[Stored data]
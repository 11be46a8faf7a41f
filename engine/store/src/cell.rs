//! Input and Derived Cells
//!
//! The store's state is a set of cells of exactly two kinds:
//!
//! - [`Input`]: written directly, by the external ingestion layer or by a
//!   user edit. The only cells a write handler may push into.
//! - [`Derived`]: written only by the store's own recompute pass; outside
//!   the store crate it is read-only.
//!
//! Both kinds carry an explicit absent state: a value that cannot be
//! computed yet (missing price, no vault selected) is `None`, never a
//! sentinel number. The split is what rules out derivation cycles by
//! construction: the bidirectional creation solver works by one cell's
//! write handler pushing into its sibling's *input* slot, not by two
//! derived cells depending on each other.

/// An externally- or user-writable slot with an explicit absent state
#[derive(Debug, Clone, PartialEq, Eq)]
pub struct Input<T> {
    value: Option<T>,
}

impl<T> Input<T> {
    /// An absent input
    pub fn empty() -> Self {
        Self { value: None }
    }

    /// Replaces the value
    pub fn set(&mut self, value: T) {
        self.value = Some(value);
    }

    /// Resets to absent
    pub fn clear(&mut self) {
        self.value = None;
    }

    /// Current value, if any
    pub fn get(&self) -> Option<&T> {
        self.value.as_ref()
    }

    /// True when a value is present
    pub fn is_set(&self) -> bool {
        self.value.is_some()
    }
}

impl<T> Default for Input<T> {
    fn default() -> Self {
        Self::empty()
    }
}

/// A slot recomputed by the store; read-only outside the store crate
#[derive(Debug, Clone, PartialEq, Eq)]
pub struct Derived<T> {
    value: Option<T>,
}

impl<T> Derived<T> {
    /// An absent derived value
    pub fn empty() -> Self {
        Self { value: None }
    }

    /// Current value, if any
    pub fn get(&self) -> Option<&T> {
        self.value.as_ref()
    }

    /// True when a value is present
    pub fn is_set(&self) -> bool {
        self.value.is_some()
    }

    /// Writer reserved for the recompute pass
    pub(crate) fn write(&mut self, value: Option<T>) {
        self.value = value;
    }
}

impl<T> Default for Derived<T> {
    fn default() -> Self {
        Self::empty()
    }
}
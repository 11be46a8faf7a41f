//! Externally-Populated Ledger State
//!
//! The input cells the host's ingestion layer writes: vault snapshots,
//! manager records, governed parameters, metrics, price quotes, purse
//! balances, and factory parameters. The engine never fetches any of this
//! itself; data arrives only through the store's write surface, and each
//! record is replaced wholesale.
//!
//! Purse balances are doubly optional: the whole map absent means no wallet
//! is connected, which validation reports differently from a connected
//! wallet that simply lacks a purse for some brand.

use std::collections::BTreeMap;

use tracing::debug;
use vaultsmith_common::{Amount, Brand};

use crate::cell::Input;
use crate::types::{
    FactoryParams, Manager, ManagerId, ManagerMetrics, ManagerParams, PriceQuote, VaultKey,
    VaultSnapshot,
};

/// All ledger-sourced input cells, exclusively owned by the store
#[derive(Debug, Default)]
pub struct LedgerState {
    vaults: BTreeMap<VaultKey, VaultSnapshot>,
    managers: BTreeMap<ManagerId, Manager>,
    params: BTreeMap<ManagerId, ManagerParams>,
    metrics: BTreeMap<ManagerId, ManagerMetrics>,
    prices: BTreeMap<Brand, PriceQuote>,
    purses: Input<BTreeMap<Brand, Amount>>,
    factory_params: Input<FactoryParams>,
}

impl LedgerState {
    pub(crate) fn set_vault(&mut self, key: VaultKey, vault: VaultSnapshot) {
        debug!(manager = %key.manager_id, index = key.index_within_manager, "vault updated");
        self.vaults.insert(key, vault);
    }

    pub(crate) fn remove_vault(&mut self, key: &VaultKey) {
        debug!(manager = %key.manager_id, index = key.index_within_manager, "vault removed");
        self.vaults.remove(key);
    }

    pub(crate) fn set_manager(&mut self, id: ManagerId, manager: Manager) {
        debug!(manager = %id, "manager updated");
        self.managers.insert(id, manager);
    }

    pub(crate) fn set_params(&mut self, id: ManagerId, params: ManagerParams) {
        debug!(manager = %id, "governed params updated");
        self.params.insert(id, params);
    }

    pub(crate) fn set_metrics(&mut self, id: ManagerId, metrics: ManagerMetrics) {
        debug!(manager = %id, "metrics updated");
        self.metrics.insert(id, metrics);
    }

    /// Quotes are keyed by their collateral (input-side) brand
    pub(crate) fn set_price(&mut self, quote: PriceQuote) {
        debug!(brand = %quote.amount_in.brand, "price updated");
        self.prices.insert(quote.amount_in.brand.clone(), quote);
    }

    pub(crate) fn set_purses(&mut self, balances: BTreeMap<Brand, Amount>) {
        debug!(purse_count = balances.len(), "purse balances updated");
        self.purses.set(balances);
    }

    /// Marks the balance source as disconnected
    pub(crate) fn clear_purses(&mut self) {
        debug!("purse balances cleared");
        self.purses.clear();
    }

    pub(crate) fn set_factory_params(&mut self, params: FactoryParams) {
        debug!("factory params updated");
        self.factory_params.set(params);
    }

    pub fn vault(&self, key: &VaultKey) -> Option<&VaultSnapshot> {
        self.vaults.get(key)
    }

    pub fn manager(&self, id: &str) -> Option<&Manager> {
        self.managers.get(id)
    }

    pub fn params(&self, id: &str) -> Option<&ManagerParams> {
        self.params.get(id)
    }

    pub fn metrics(&self, id: &str) -> Option<&ManagerMetrics> {
        self.metrics.get(id)
    }

    pub fn price(&self, brand: &Brand) -> Option<&PriceQuote> {
        self.prices.get(brand)
    }

    /// True when a balance source (wallet) is connected at all
    pub fn purses_connected(&self) -> bool {
        self.purses.is_set()
    }

    /// Balance of `brand`, if a wallet is connected and holds such a purse
    pub fn purse_balance(&self, brand: &Brand) -> Option<&Amount> {
        self.purses.get().and_then(|balances| balances.get(brand))
    }

    pub fn factory_params(&self) -> Option<&FactoryParams> {
        self.factory_params.get()
    }
}

#[cfg(test)]
mod tests {
    use super::*;

    fn ist(value: u64) -> Amount {
        Amount::new(Brand::new("IST"), value)
    }

    fn atom(value: u64) -> Amount {
        Amount::new(Brand::new("ATOM"), value)
    }

    #[test]
    fn test_price_keyed_by_collateral_brand() {
        let mut ledger = LedgerState::default();
        ledger.set_price(PriceQuote {
            amount_in: atom(1),
            amount_out: ist(7),
        });
        assert!(ledger.price(&Brand::new("ATOM")).is_some());
        assert!(ledger.price(&Brand::new("IST")).is_none());
    }

    #[test]
    fn test_purses_absent_vs_empty() {
        let mut ledger = LedgerState::default();
        assert!(!ledger.purses_connected());

        ledger.set_purses(BTreeMap::new());
        assert!(ledger.purses_connected());
        assert!(ledger.purse_balance(&Brand::new("ATOM")).is_none());

        ledger.clear_purses();
        assert!(!ledger.purses_connected());
    }

    #[test]
    fn test_vault_replaced_wholesale() {
        let mut ledger = LedgerState::default();
        let key = VaultKey::new("manager0", 0);
        let mut vault = crate::types::VaultSnapshot {
            locked: atom(100),
            debt_snapshot: crate::types::DebtSnapshot {
                debt: ist(50),
                interest: vaultsmith_common::Ratio::percent(100, Brand::new("IST")),
            },
            manager_id: "manager0".into(),
            created_by_offer_id: "offer1".into(),
            index_within_manager: 0,
            vault_state: crate::types::VaultState::Active,
        };
        ledger.set_vault(key.clone(), vault.clone());
        assert_eq!(ledger.vault(&key).unwrap().locked, atom(100));

        vault.locked = atom(150);
        ledger.set_vault(key.clone(), vault);
        assert_eq!(ledger.vault(&key).unwrap().locked, atom(150));

        ledger.remove_vault(&key);
        assert!(ledger.vault(&key).is_none());
    }
}
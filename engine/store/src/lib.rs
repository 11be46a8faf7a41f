//! Vaultsmith Store
//!
//! The reactive financial-state engine behind vault position sizing: a
//! store of input and derived cells that turns ledger-sourced market data
//! and user edits into consistent derived facts (accrued debt, locked
//! value, collateralization ratios, projected post-adjustment state, the
//! creation solver's lock/receive/ratio triple) and a structured
//! validation-error set.
//!
//! The engine is single-threaded and synchronous: every write to an input
//! cell is followed by one deterministic recompute pass, so readers never
//! observe a partially-updated state. It performs no I/O and never fetches
//! data itself; ingestion and offer submission belong to the host.
//!
//! ## Example
//!
//! ```
//! use vaultsmith_common::{Amount, Brand, Ratio};
//! use vaultsmith_store::{FactoryParams, ManagerMetrics, ManagerParams, PriceQuote, VaultStore};
//!
//! let ist = Brand::new("IST");
//! let atom = Brand::new("ATOM");
//!
//! let mut store = VaultStore::new();
//! store.update_manager_metrics("manager0".into(), ManagerMetrics {
//!     total_debt: Amount::zero(ist.clone()),
//!     total_collateral: Amount::zero(atom.clone()),
//!     retained_collateral: Amount::zero(atom.clone()),
//! }).unwrap();
//! store.update_manager_params("manager0".into(), ManagerParams {
//!     liquidation_margin: Ratio::percent(150, ist.clone()),
//!     inferred_minimum_collateralization: Ratio::percent(150, ist.clone()),
//!     interest_rate: Ratio::percent(2, ist.clone()),
//!     loan_fee: Ratio::percent(1, ist.clone()),
//!     debt_limit: Amount::new(ist.clone(), 1_000_000),
//! }).unwrap();
//! store.update_price(PriceQuote {
//!     amount_in: Amount::new(atom, 1),
//!     amount_out: Amount::new(ist.clone(), 2),
//! }).unwrap();
//! store.update_factory_params(FactoryParams {
//!     min_initial_debt: Amount::new(ist, 50),
//! }).unwrap();
//!
//! store.select_collateral_kind(Some("manager0".into())).unwrap();
//! store.set_amount_to_lock(100).unwrap();
//! // lock 100 at price 2 against the 150% default ratio
//! assert_eq!(store.value_to_receive(), Some(134));
//! ```

pub mod adjust;
pub mod cell;
pub mod constants;
pub mod create;
pub mod ledger;
pub mod math;
pub mod store;
pub mod types;
pub mod validation;

#[cfg(test)]
mod integration_tests;

// Re-exports for convenience
pub use adjust::{CollateralAction, DebtAction, VaultAfterAdjustment, VaultToAdjust};
pub use cell::{Derived, Input};
pub use create::CreateState;
pub use ledger::LedgerState;
pub use store::VaultStore;
pub use types::{
    DebtSnapshot, FactoryParams, Manager, ManagerId, ManagerMetrics, ManagerParams, OfferId,
    PriceQuote, VaultKey, VaultSnapshot, VaultState,
};
pub use validation::{
    AdjustVaultErrors, CollateralError, DebtError, LockError, RatioError, ReceiveError,
    VaultCreationErrors,
};
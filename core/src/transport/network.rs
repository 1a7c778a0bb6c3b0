//! Blocking `ureq` transport run on a per-request thread.

use std::fmt;
use std::thread;
use std::time::Duration;

use tracing::{debug, warn};
use ureq::http::Response;
use ureq::typestate::WithBody;
use ureq::{Agent, Body, RequestBuilder};

use super::{Completion, Transport};
use crate::error::TransportError;
use crate::http::{HttpMethod, HttpRequest, HttpResponse};

/// Default cap on a response body, in bytes.
pub const DEFAULT_MAX_BODY_SIZE: u64 = 64 * 1024 * 1024;

/// Settings for [`UreqTransport`].
#[derive(Debug, Clone, PartialEq, Eq)]
pub struct UreqConfig {
    /// Upper bound on the whole call, connect through body read.
    pub timeout: Option<Duration>,
    /// Sent as `user-agent` unless the request sets its own.
    pub user_agent: Option<String>,
    /// Largest body read, in bytes. A longer body fails the call with a
    /// `TransportError` rather than being truncated.
    pub max_body_size: u64,
}

impl Default for UreqConfig {
    fn default() -> Self {
        Self {
            timeout: Some(Duration::from_secs(30)),
            user_agent: None,
            max_body_size: DEFAULT_MAX_BODY_SIZE,
        }
    }
}

/// Network transport backed by a shared `ureq::Agent`.
///
/// Every `execute` runs the blocking round-trip on its own thread and
/// completes from there. Non-2xx statuses are reported as data, not errors;
/// status interpretation is left to whoever consumes the body.
#[derive(Clone)]
pub struct UreqTransport {
    agent: Agent,
    config: UreqConfig,
}

impl UreqTransport {
    pub fn new(config: UreqConfig) -> Self {
        let mut builder = Agent::config_builder()
            .http_status_as_error(false)
            .timeout_global(config.timeout);
        if let Some(user_agent) = &config.user_agent {
            builder = builder.user_agent(user_agent.as_str());
        }
        let agent = builder.build().new_agent();
        Self { agent, config }
    }

    pub fn config(&self) -> &UreqConfig {
        &self.config
    }
}

impl fmt::Debug for UreqTransport {
    fn fmt(&self, f: &mut fmt::Formatter<'_>) -> fmt::Result {
        f.debug_struct("UreqTransport")
            .field("config", &self.config)
            .finish_non_exhaustive()
    }
}

impl Default for UreqTransport {
    fn default() -> Self {
        Self::new(UreqConfig::default())
    }
}

impl Transport for UreqTransport {
    fn execute(&self, request: &HttpRequest, completion: Completion) {
        let agent = self.agent.clone();
        let max_body_size = self.config.max_body_size;
        let request = request.clone();

        let spawned = thread::Builder::new()
            .name("ureq-transport".to_string())
            .spawn(move || match round_trip(&agent, &request, max_body_size) {
                Ok((body, response)) => {
                    debug!(
                        status = response.status,
                        bytes = body.len(),
                        endpoint = %request.log_target(),
                        "response received"
                    );
                    completion.complete(Some(body), Some(response), None)
                }
                Err(err) => completion.fail(TransportError::from_source(err)),
            });

        // The closure, and with it the completion, is dropped on failure,
        // which reports the request as abandoned.
        if let Err(err) = spawned {
            warn!(error = %err, "failed to spawn transport thread");
        }
    }
}

fn round_trip(
    agent: &Agent,
    request: &HttpRequest,
    max_body_size: u64,
) -> Result<(Vec<u8>, HttpResponse), ureq::Error> {
    let url = request.url.as_str();
    let body = request.body.as_deref();

    let mut response = match request.method {
        HttpMethod::Get => with_headers(agent.get(url), request).call()?,
        HttpMethod::Delete => with_headers(agent.delete(url), request).call()?,
        HttpMethod::Post => send(with_headers(agent.post(url), request), body)?,
        HttpMethod::Put => send(with_headers(agent.put(url), request), body)?,
        HttpMethod::Patch => send(with_headers(agent.patch(url), request), body)?,
    };

    let meta = HttpResponse {
        status: response.status().as_u16(),
        headers: response
            .headers()
            .iter()
            .filter_map(|(name, value)| {
                value
                    .to_str()
                    .ok()
                    .map(|v| (name.as_str().to_string(), v.to_string()))
            })
            .collect(),
    };
    let bytes = response
        .body_mut()
        .with_config()
        .limit(max_body_size)
        .read_to_vec()?;
    Ok((bytes, meta))
}

fn with_headers<B>(mut builder: RequestBuilder<B>, request: &HttpRequest) -> RequestBuilder<B> {
    for (name, value) in &request.headers {
        builder = builder.header(name.as_str(), value.as_str());
    }
    if let Some(directive) = cache_control(request) {
        builder = builder.header("cache-control", directive);
    }
    builder
}

/// The `cache-control` value implied by the request's policy, unless the
/// request already carries one.
fn cache_control(request: &HttpRequest) -> Option<&'static str> {
    if request.header("cache-control").is_some() {
        return None;
    }
    request.cache.cache_control()
}

fn send(builder: RequestBuilder<WithBody>, body: Option<&[u8]>) -> Result<Response<Body>, ureq::Error> {
    match body {
        Some(bytes) => builder.send(bytes),
        None => builder.send_empty(),
    }
}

Exercise instructions -
Pull every line containing "DebtSnapshot" from the entries above and copy it.

Solution to the exercise -
            debt_snapshot: crate::types::DebtSnapshot {
    DebtSnapshot, FactoryParams, Manager, ManagerId, ManagerMetrics, ManagerParams, OfferId,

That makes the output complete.